◆ Exercise ◆
Reproduce all the data, character for character.

◆ Records shown ◆
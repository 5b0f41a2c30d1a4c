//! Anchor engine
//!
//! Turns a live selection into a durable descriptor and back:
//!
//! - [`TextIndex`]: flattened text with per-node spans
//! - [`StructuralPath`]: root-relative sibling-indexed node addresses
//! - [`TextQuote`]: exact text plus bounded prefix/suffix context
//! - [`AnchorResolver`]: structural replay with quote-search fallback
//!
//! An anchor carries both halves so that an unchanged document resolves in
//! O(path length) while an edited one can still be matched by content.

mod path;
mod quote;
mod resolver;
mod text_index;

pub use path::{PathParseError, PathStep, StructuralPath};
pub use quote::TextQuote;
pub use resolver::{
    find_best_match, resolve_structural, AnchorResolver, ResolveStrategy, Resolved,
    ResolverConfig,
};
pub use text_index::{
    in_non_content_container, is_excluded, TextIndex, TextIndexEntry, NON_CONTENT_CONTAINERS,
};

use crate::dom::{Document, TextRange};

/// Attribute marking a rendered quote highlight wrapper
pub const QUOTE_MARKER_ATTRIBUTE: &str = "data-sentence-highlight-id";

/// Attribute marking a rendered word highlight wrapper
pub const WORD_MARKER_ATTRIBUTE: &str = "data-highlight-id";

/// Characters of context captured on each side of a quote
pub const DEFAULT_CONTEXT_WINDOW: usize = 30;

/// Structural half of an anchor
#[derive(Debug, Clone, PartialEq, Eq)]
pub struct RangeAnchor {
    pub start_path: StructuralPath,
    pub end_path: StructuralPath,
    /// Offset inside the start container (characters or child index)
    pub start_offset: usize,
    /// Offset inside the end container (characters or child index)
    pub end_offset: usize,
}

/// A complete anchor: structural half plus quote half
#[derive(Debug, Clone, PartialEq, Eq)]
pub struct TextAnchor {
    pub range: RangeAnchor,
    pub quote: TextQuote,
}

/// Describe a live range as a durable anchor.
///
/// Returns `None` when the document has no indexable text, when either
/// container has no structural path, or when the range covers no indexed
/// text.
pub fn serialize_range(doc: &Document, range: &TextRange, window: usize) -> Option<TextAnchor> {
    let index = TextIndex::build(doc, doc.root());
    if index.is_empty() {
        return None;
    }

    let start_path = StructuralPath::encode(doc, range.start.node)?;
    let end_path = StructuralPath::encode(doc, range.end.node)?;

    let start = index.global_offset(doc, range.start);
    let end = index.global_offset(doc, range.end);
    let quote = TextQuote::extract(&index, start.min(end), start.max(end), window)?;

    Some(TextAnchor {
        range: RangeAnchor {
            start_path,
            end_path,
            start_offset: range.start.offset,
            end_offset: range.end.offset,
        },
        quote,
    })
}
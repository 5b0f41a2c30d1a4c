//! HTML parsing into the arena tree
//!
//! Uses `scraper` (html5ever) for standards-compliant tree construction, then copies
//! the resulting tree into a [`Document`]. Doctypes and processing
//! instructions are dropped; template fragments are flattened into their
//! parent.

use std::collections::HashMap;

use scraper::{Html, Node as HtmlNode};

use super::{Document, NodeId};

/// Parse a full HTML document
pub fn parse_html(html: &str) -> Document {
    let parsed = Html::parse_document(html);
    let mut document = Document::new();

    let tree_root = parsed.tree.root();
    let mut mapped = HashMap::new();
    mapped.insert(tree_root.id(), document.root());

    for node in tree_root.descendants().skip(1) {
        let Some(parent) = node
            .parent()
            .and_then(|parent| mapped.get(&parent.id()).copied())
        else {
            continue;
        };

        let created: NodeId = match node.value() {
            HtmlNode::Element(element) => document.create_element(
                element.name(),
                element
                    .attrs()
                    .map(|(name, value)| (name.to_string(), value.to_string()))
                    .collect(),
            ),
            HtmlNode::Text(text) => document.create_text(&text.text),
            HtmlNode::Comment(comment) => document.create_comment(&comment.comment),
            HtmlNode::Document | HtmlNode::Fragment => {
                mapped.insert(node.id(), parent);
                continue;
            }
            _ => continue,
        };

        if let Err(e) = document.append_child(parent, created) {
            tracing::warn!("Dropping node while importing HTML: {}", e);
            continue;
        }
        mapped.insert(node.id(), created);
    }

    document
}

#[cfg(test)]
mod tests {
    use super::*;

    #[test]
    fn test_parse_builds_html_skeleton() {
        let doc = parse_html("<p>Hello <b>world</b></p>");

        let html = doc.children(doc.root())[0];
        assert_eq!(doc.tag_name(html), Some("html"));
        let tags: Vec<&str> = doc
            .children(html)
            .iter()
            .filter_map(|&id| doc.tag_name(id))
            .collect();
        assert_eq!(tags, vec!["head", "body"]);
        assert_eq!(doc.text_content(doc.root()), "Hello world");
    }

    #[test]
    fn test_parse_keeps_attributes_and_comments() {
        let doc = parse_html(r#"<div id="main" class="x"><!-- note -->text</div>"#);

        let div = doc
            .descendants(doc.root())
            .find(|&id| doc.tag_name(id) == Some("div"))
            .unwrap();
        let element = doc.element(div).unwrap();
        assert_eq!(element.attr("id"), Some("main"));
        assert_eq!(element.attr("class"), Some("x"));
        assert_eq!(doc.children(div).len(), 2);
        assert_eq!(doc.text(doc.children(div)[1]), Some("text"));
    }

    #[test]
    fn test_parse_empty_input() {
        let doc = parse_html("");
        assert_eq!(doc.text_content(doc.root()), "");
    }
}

◆ Result of the task ◆
repository 5b0f41a2c30d1a4c
//! Anchor engine
//!
//! Turns a live selection into a durable descriptor and back:
//!
//! - [`TextIndex`]: flattened text with per-node spans
//! - [`StructuralPath`]: root-relative sibling-indexed node addresses
//! - [`TextQuote`]: exact text plus bounded prefix/suffix context
//! - [`AnchorResolver`]: structural replay with quote-search fallback
//!
//! An anchor carries both halves so that an unchanged document resolves in
//! O(path length) while an edited one can still be matched by content.

mod path;
mod quote;
mod resolver;
mod text_index;

pub use path::{PathParseError, PathStep, StructuralPath};
pub use quote::TextQuote;
pub use resolver::{
    find_best_match, resolve_structural, AnchorResolver, ResolveStrategy, Resolved,
    ResolverConfig,
};
pub use text_index::{
    in_non_content_container, is_excluded, TextIndex, TextIndexEntry, NON_CONTENT_CONTAINERS,
};

use crate::dom::{Document, TextRange};

/// Attribute marking a rendered quote highlight wrapper
pub const QUOTE_MARKER_ATTRIBUTE: &str = "data-sentence-highlight-id";

/// Attribute marking a rendered word highlight wrapper
pub const WORD_MARKER_ATTRIBUTE: &str = "data-highlight-id";

/// Characters of context captured on each side of a quote
pub const DEFAULT_CONTEXT_WINDOW: usize = 30;

/// Structural half of an anchor
#[derive(Debug, Clone, PartialEq, Eq)]
pub struct RangeAnchor {
    pub start_path: StructuralPath,
    pub end_path: StructuralPath,
    /// Offset inside the start container (characters or child index)
    pub start_offset: usize,
    /// Offset inside the end container (characters or child index)
    pub end_offset: usize,
}

/// A complete anchor: structural half plus quote half
#[derive(Debug, Clone, PartialEq, Eq)]
pub struct TextAnchor {
    pub range: RangeAnchor,
    pub quote: TextQuote,
}

/// Describe a live range as a durable anchor.
///
/// Returns `None` when the document has no indexable text, when either
/// container has no structural path, or when the range covers no indexed
/// text.
pub fn serialize_range(doc: &Document, range: &TextRange, window: usize) -> Option<TextAnchor> {
    let index = TextIndex::build(doc, doc.root());
    if index.is_empty() {
        return None;
    }

    let start_path = StructuralPath::encode(doc, range.start.node)?;
    let end_path = StructuralPath::encode(doc, range.end.node)?;

    let start = index.global_offset(doc, range.start);
    let end = index.global_offset(doc, range.end);
    let quote = TextQuote::extract(&index, start.min(end), start.max(end), window)?;

    Some(TextAnchor {
        range: RangeAnchor {
            start_path,
            end_path,
            start_offset: range.start.offset,
            end_offset: range.end.offset,
        },
        quote,
    })
}
repository 5b0f41a2c30d1a4c
//! HTML parsing into the arena tree
//!
//! Uses `scraper` (html5ever) for standards-compliant tree construction, then copies
//! the resulting tree into a [`Document`]. Doctypes and processing
//! instructions are dropped; template fragments are flattened into their
//! parent.

use std::collections::HashMap;

use scraper::{Html, Node as HtmlNode};

use super::{Document, NodeId};

/// Parse a full HTML document
pub fn parse_html(html: &str) -> Document {
    let parsed = Html::parse_document(html);
    let mut document = Document::new();

    let tree_root = parsed.tree.root();
    let mut mapped = HashMap::new();
    mapped.insert(tree_root.id(), document.root());

    for node in tree_root.descendants().skip(1) {
        let Some(parent) = node
            .parent()
            .and_then(|parent| mapped.get(&parent.id()).copied())
        else {
            continue;
        };

        let created: NodeId = match node.value() {
            HtmlNode::Element(element) => document.create_element(
                element.name(),
                element
                    .attrs()
                    .map(|(name, value)| (name.to_string(), value.to_string()))
                    .collect(),
            ),
            HtmlNode::Text(text) => document.create_text(&text.text),
            HtmlNode::Comment(comment) => document.create_comment(&comment.comment),
            HtmlNode::Document | HtmlNode::Fragment => {
                mapped.insert(node.id(), parent);
                continue;
            }
            _ => continue,
        };

        if let Err(e) = document.append_child(parent, created) {
            tracing::warn!("Dropping node while importing HTML: {}", e);
            continue;
        }
        mapped.insert(node.id(), created);
    }

    document
}

#[cfg(test)]
mod tests {
    use super::*;

    #[test]
    fn test_parse_builds_html_skeleton() {
        let doc = parse_html("<p>Hello <b>world</b></p>");

        let html = doc.children(doc.root())[0];
        assert_eq!(doc.tag_name(html), Some("html"));
        let tags: Vec<&str> = doc
            .children(html)
            .iter()
            .filter_map(|&id| doc.tag_name(id))
            .collect();
        assert_eq!(tags, vec!["head", "body"]);
        assert_eq!(doc.text_content(doc.root()), "Hello world");
    }

    #[test]
    fn test_parse_keeps_attributes_and_comments() {
        let doc = parse_html(r#"<div id="main" class="x"><!-- note -->text</div>"#);

        let div = doc
            .descendants(doc.root())
            .find(|&id| doc.tag_name(id) == Some("div"))
            .unwrap();
        let element = doc.element(div).unwrap();
        assert_eq!(element.attr("id"), Some("main"));
        assert_eq!(element.attr("class"), Some("x"));
        assert_eq!(doc.children(div).len(), 2);
        assert_eq!(doc.text(doc.children(div)[1]), Some("text"));
    }

    #[test]
    fn test_parse_empty_input() {
        let doc = parse_html("");
        assert_eq!(doc.text_content(doc.root()), "");
    }
}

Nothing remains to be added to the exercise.